PM DPM, he's a good source of this kind of info as he's done the research for his Oni guitars.


----------



## dpm (Feb 8, 2007)

The ABM's might be available with piezo, but communication with them is difficult. The bridges themselves are OK but not exceptional.
ETS make an excellent product, and do piezo versions of theirs (I'm told ABM copied ETS's designs). The only issue with ETS is the long wait time. Again, they're German so there can be a slight language barrier. http://www.ets-hardware.com/

Novax's individual bridges could use Graphtech Ghost saddles.


----------



## XEN (Feb 8, 2007)

dpm said:


> The ABM's might be available with piezo, but communication with them is difficult.
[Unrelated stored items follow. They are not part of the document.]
//! Deterministic simulation module
//!
//! All gameplay logic lives here. This module must be pure and deterministic:
//! - One discrete tick at a time, driven from outside
//! - Seeded RNG only
//! - Stable iteration order (list order)
//! - No rendering or platform dependencies

pub mod collision;
pub mod level;
pub mod rect;
pub mod snapshot;
pub mod state;
pub mod tick;

pub use collision::{CollisionReport, PowerUpSpawn, rescale_to_speed, resolve_collisions};
pub use level::{LevelLayout, LevelProvider, PatternLevels};
pub use rect::Rect;
pub use snapshot::{BodyKind, BodyView, Hud, Snapshot};
pub use state::{
    Arena, Ball, Brick, GamePhase, GameState, Paddle, PowerUp, PowerUpKind, Session, Wall,
};
pub use tick::{TickInput, load_level, reflow, restart, select_level, tick, toggle_pause};
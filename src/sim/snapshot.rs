//! Read-only render snapshot
//!
//! A flat, owned copy of everything a renderer needs. Bodies are one
//! homogeneous list tagged by kind, in back-to-front draw order.

use serde::{Deserialize, Serialize};

use super::rect::Rect;
use super::state::{Arena, GameState, PowerUpKind};

/// What a body in the snapshot is
#[derive(Debug, Clone, Copy, PartialEq, Eq, Serialize, Deserialize)]
pub enum BodyKind {
    Brick,
    Wall,
    PowerUp,
    Ball,
    Paddle,
}

/// One drawable rectangle
#[derive(Debug, Clone, PartialEq, Serialize, Deserialize)]
pub struct BodyView {
    pub kind: BodyKind,
    pub x: i32,
    pub y: i32,
    pub w: i32,
    pub h: i32,
    /// Fill colour for bricks and walls
    #[serde(skip_serializing_if = "Option::is_none")]
    pub color: Option<u32>,
    /// Power-up carried by a brick, or the kind of a falling capsule
    #[serde(skip_serializing_if = "Option::is_none")]
    pub power_up: Option<PowerUpKind>,
    #[serde(default)]
    pub is_clone: bool,
}

impl BodyView {
    fn new(kind: BodyKind, rect: &Rect) -> Self {
        Self {
            kind,
            x: rect.x(),
            y: rect.y(),
            w: rect.width(),
            h: rect.height(),
            color: None,
            power_up: None,
            is_clone: false,
        }
    }
}

/// HUD scalars
#[derive(Debug, Clone, PartialEq, Serialize, Deserialize)]
pub struct Hud {
    pub score: u64,
    pub lives: u32,
    pub level: u32,
    pub max_levels: u32,
    /// Ticks left before an enlarged paddle starts shrinking
    pub paddle_grow_ticks: u32,
    pub paddle_enlarged: bool,
    /// Ticks left on the paddle speed boost
    pub paddle_speed_ticks: u32,
    pub paused: bool,
    pub game_over: bool,
    pub win: bool,
}

/// Everything the renderer reads for one frame
#[derive(Debug, Clone, PartialEq, Serialize, Deserialize)]
pub struct Snapshot {
    pub arena: Arena,
    pub bodies: Vec<BodyView>,
    pub hud: Hud,
}

impl Snapshot {
    pub fn capture(state: &GameState) -> Self {
        let mut bodies = Vec::with_capacity(
            state.bricks.len() + state.walls.len() + state.power_ups.len() + state.balls.len() + 1,
        );

        bodies.extend(state.bricks.iter().filter(|b| !b.destroyed).map(|b| BodyView {
            color: Some(b.color),
            power_up: b.power_up,
            ..BodyView::new(BodyKind::Brick, &b.rect)
        }));
        bodies.extend(state.walls.iter().map(|w| BodyView {
            color: Some(w.color),
            ..BodyView::new(BodyKind::Wall, &w.rect)
        }));
        bodies.extend(state.power_ups.iter().map(|p| BodyView {
            power_up: Some(p.kind),
            ..BodyView::new(BodyKind::PowerUp, &p.rect)
        }));
        bodies.extend(state.balls.iter().map(|b| BodyView {
            is_clone: b.is_clone,
            ..BodyView::new(BodyKind::Ball, &b.rect)
        }));
        bodies.push(BodyView::new(BodyKind::Paddle, &state.paddle.rect));

        let session = &state.session;
        Self {
            arena: state.arena,
            bodies,
            hud: Hud {
                score: session.score,
                lives: session.lives,
                level: session.level,
                max_levels: state.tuning.max_levels,
                paddle_grow_ticks: state.paddle.grow_ticks,
                paddle_enlarged: state.paddle.is_enlarged(),
                paddle_speed_ticks: state.paddle.speed_boost_ticks,
                paused: session.is_paused(),
                game_over: session.is_game_over(),
                win: session.is_win(),
            },
        }
    }

    /// Bodies of one kind, in draw order
    pub fn bodies_of(&self, kind: BodyKind) -> impl Iterator<Item = &BodyView> {
        self.bodies.iter().filter(move |b| b.kind == kind)
    }

    /// Serialize for a renderer on another thread or process
    pub fn to_json(&self) -> serde_json::Result<String> {
        serde_json::to_string(self)
    }
}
The bridges themselves are OK but not exceptional.
> ETS make an excellent product, and do piezo versions of theirs (I'm told ABM copied ETS's designs). The only issue with ETS is the long wait time. Again, they're German so there can be a slight language barrier. http://www.ets-hardware.com/
> 
> Novax's individual bridges could use Graphtech Ghost saddles.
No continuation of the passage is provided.